Today’s launch is an ‘Accessible Data’ feature deployed on articles that link to research data in one of several repositories. The feature will appear on more than 3,000 PLOS articles, beginning this week. It will also appear on newly published articles that qualify for the feature during the experiment, which is expected to run until the end of 2022. PLOS articles that link to datasets in Dryad, Figshare or Open Science Framework will display the feature initially. The feature will be extended to more repositories if the experiment is successful in increasing use of data associated with publications.
“As an early adopter of Figshare, PLOS continues to innovate in open research publishing by introducing this new feature that will offer researchers who share and need to reuse FAIR data more benefits,” said Mark Hahnel, CEO, Figshare.

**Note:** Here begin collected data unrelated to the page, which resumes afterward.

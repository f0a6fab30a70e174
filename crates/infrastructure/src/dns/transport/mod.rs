pub mod udp;

use async_trait::async_trait;
use sinkhole_domain::DomainError;
use std::time::Duration;

pub use udp::UdpTransport;

/// Trait for sending raw DNS messages over the wire
#[async_trait]
pub trait DnsTransport: Send + Sync {
    /// Raw reply bytes (wire format) for `message_bytes`.
    async fn send(&self, message_bytes: &[u8], timeout: Duration) -> Result<Vec<u8>, DomainError>;

    /// Remote endpoint, for logs.
    fn server(&self) -> String;
}
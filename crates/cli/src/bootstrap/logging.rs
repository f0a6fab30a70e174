use sinkhole_domain::Config;
use tracing::{info, warn};

pub fn init_logging(config: &Config) {
    let parsed = config.logging.level.parse::<tracing::Level>().ok();
    let log_level = parsed.unwrap_or(tracing::Level::INFO);

    tracing_subscriber::fmt()
        .with_target(true)
        .with_thread_ids(false)
        .with_level(true)
        .with_max_level(log_level)
        .with_ansi(true)
        .init();

    if parsed.is_none() {
        warn!(level = %config.logging.level, "Unknown log level; using info");
    }
    info!("Logging initialized at level: {}", log_level);
}
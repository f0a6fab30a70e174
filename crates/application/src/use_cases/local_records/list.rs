use crate::ports::BlockFilterEnginePort;
use sinkhole_domain::LocalDnsRecord;
use std::sync::Arc;

pub struct ListLocalRecordsUseCase {
    engine: Arc<dyn BlockFilterEnginePort>,
}

impl ListLocalRecordsUseCase {
    pub fn new(engine: Arc<dyn BlockFilterEnginePort>) -> Self {
        Self { engine }
    }

    pub fn execute(&self) -> Vec<LocalDnsRecord> {
        self.engine.list_local_records()
    }
}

“Offering researchers incentives to share research data, such as badges or visual cues on their papers, has been shown to increase adoption of open science in other contexts. We welcome PLOS’ experiment with this feature and are looking forward to seeing the results,” said David Mellor, Director of Policy, Center for Open Science.
Other publishers have experimented with prominent visual links to research data, and PLOS’ feature has similarities with the Center for Open Science’s Badges. However, this experiment is intended to encourage more researchers to share data according to best practices as well as encourage wider access and use of data. Articles link directly to the data in the repository and offer a visual cue (or “reward”) on the published article. PLOS believes that making linked research data more visible on article pages will increase its use, helping readers spend less time looking for articles with accessible datasets.
In another experiment launched last October, PLOS Pathogens introduced an optional step in the manuscript submission process that allows seamless deposition of data to Dryad.
“In addition to seeing Dryad users able to benefit from the Accessible Data feature experiment, we’re also delighted to be part of PLOS Pathogens data deposition pilot, offering researchers in the journal’s community tools and incentives to make their data findable and accessible,” said Jennifer Gibson, Executive Director, Dryad.